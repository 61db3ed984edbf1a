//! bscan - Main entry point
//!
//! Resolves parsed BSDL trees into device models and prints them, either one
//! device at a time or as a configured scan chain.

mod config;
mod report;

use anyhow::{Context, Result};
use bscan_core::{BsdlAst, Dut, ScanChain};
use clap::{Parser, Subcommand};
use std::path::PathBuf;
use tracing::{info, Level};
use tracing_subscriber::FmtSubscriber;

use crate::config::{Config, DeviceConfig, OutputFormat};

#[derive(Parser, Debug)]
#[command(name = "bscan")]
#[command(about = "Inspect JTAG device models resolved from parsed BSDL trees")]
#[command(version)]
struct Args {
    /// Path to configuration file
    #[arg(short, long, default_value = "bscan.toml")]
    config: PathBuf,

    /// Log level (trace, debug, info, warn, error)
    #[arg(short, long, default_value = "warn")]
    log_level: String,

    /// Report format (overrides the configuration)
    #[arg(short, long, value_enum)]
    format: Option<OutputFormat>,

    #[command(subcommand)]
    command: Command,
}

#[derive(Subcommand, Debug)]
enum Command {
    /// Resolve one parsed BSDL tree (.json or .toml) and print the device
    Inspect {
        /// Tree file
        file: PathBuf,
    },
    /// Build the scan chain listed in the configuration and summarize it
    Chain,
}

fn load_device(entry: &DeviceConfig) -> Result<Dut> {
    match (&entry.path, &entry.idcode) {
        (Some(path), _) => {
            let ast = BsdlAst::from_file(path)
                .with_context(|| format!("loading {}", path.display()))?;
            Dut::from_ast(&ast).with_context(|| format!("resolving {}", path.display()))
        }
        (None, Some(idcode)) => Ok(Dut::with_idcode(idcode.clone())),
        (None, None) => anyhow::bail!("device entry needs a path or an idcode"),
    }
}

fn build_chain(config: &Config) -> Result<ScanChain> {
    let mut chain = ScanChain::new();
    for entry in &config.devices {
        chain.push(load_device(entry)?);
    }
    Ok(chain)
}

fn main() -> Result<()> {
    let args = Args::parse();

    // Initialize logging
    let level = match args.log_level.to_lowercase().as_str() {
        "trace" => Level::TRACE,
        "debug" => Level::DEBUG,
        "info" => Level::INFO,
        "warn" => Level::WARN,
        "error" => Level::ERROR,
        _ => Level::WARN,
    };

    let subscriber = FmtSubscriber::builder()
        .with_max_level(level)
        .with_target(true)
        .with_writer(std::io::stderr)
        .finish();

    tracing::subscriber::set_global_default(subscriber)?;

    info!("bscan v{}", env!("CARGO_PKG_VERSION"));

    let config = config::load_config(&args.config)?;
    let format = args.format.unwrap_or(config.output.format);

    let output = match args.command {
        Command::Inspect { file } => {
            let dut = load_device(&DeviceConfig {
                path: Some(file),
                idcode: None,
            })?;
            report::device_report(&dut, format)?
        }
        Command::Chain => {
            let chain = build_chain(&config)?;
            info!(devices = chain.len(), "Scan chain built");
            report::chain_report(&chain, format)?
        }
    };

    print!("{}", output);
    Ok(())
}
-------
All the entries should be written out again precisely.

Result of the exercise
repository 61db3ed984edbf1a
//! bscan - Main entry point
//!
//! Resolves parsed BSDL trees into device models and prints them, either one
//! device at a time or as a configured scan chain.

mod config;
mod report;

use anyhow::{Context, Result};
use bscan_core::{BsdlAst, Dut, ScanChain};
use clap::{Parser, Subcommand};
use std::path::PathBuf;
use tracing::{info, Level};
use tracing_subscriber::FmtSubscriber;

use crate::config::{Config, DeviceConfig, OutputFormat};

#[derive(Parser, Debug)]
#[command(name = "bscan")]
#[command(about = "Inspect JTAG device models resolved from parsed BSDL trees")]
#[command(version)]
struct Args {
    /// Path to configuration file
    #[arg(short, long, default_value = "bscan.toml")]
    config: PathBuf,

    /// Log level (trace, debug, info, warn, error)
    #[arg(short, long, default_value = "warn")]
    log_level: String,

    /// Report format (overrides the configuration)
    #[arg(short, long, value_enum)]
    format: Option<OutputFormat>,

    #[command(subcommand)]
    command: Command,
}

#[derive(Subcommand, Debug)]
enum Command {
    /// Resolve one parsed BSDL tree (.json or .toml) and print the device
    Inspect {
        /// Tree file
        file: PathBuf,
    },
    /// Build the scan chain listed in the configuration and summarize it
    Chain,
}

fn load_device(entry: &DeviceConfig) -> Result<Dut> {
    match (&entry.path, &entry.idcode) {
        (Some(path), _) => {
            let ast = BsdlAst::from_file(path)
                .with_context(|| format!("loading {}", path.display()))?;
            Dut::from_ast(&ast).with_context(|| format!("resolving {}", path.display()))
        }
        (None, Some(idcode)) => Ok(Dut::with_idcode(idcode.clone())),
        (None, None) => anyhow::bail!("device entry needs a path or an idcode"),
    }
}

fn build_chain(config: &Config) -> Result<ScanChain> {
    let mut chain = ScanChain::new();
    for entry in &config.devices {
        chain.push(load_device(entry)?);
    }
    Ok(chain)
}

fn main() -> Result<()> {
    let args = Args::parse();

    // Initialize logging
    let level = match args.log_level.to_lowercase().as_str() {
        "trace" => Level::TRACE,
        "debug" => Level::DEBUG,
        "info" => Level::INFO,
        "warn" => Level::WARN,
        "error" => Level::ERROR,
        _ => Level::WARN,
    };

    let subscriber = FmtSubscriber::builder()
        .with_max_level(level)
        .with_target(true)
        .with_writer(std::io::stderr)
        .finish();

    tracing::subscriber::set_global_default(subscriber)?;

    info!("bscan v{}", env!("CARGO_PKG_VERSION"));

    let config = config::load_config(&args.config)?;
    let format = args.format.unwrap_or(config.output.format);

    let output = match args.command {
        Command::Inspect { file } => {
            let dut = load_device(&DeviceConfig {
                path: Some(file),
                idcode: None,
            })?;
            report::device_report(&dut, format)?
        }
        Command::Chain => {
            let chain = build_chain(&config)?;
            info!(devices = chain.len(), "Scan chain built");
            report::chain_report(&chain, format)?
        }
    };

    print!("{}", output);
    Ok(())
}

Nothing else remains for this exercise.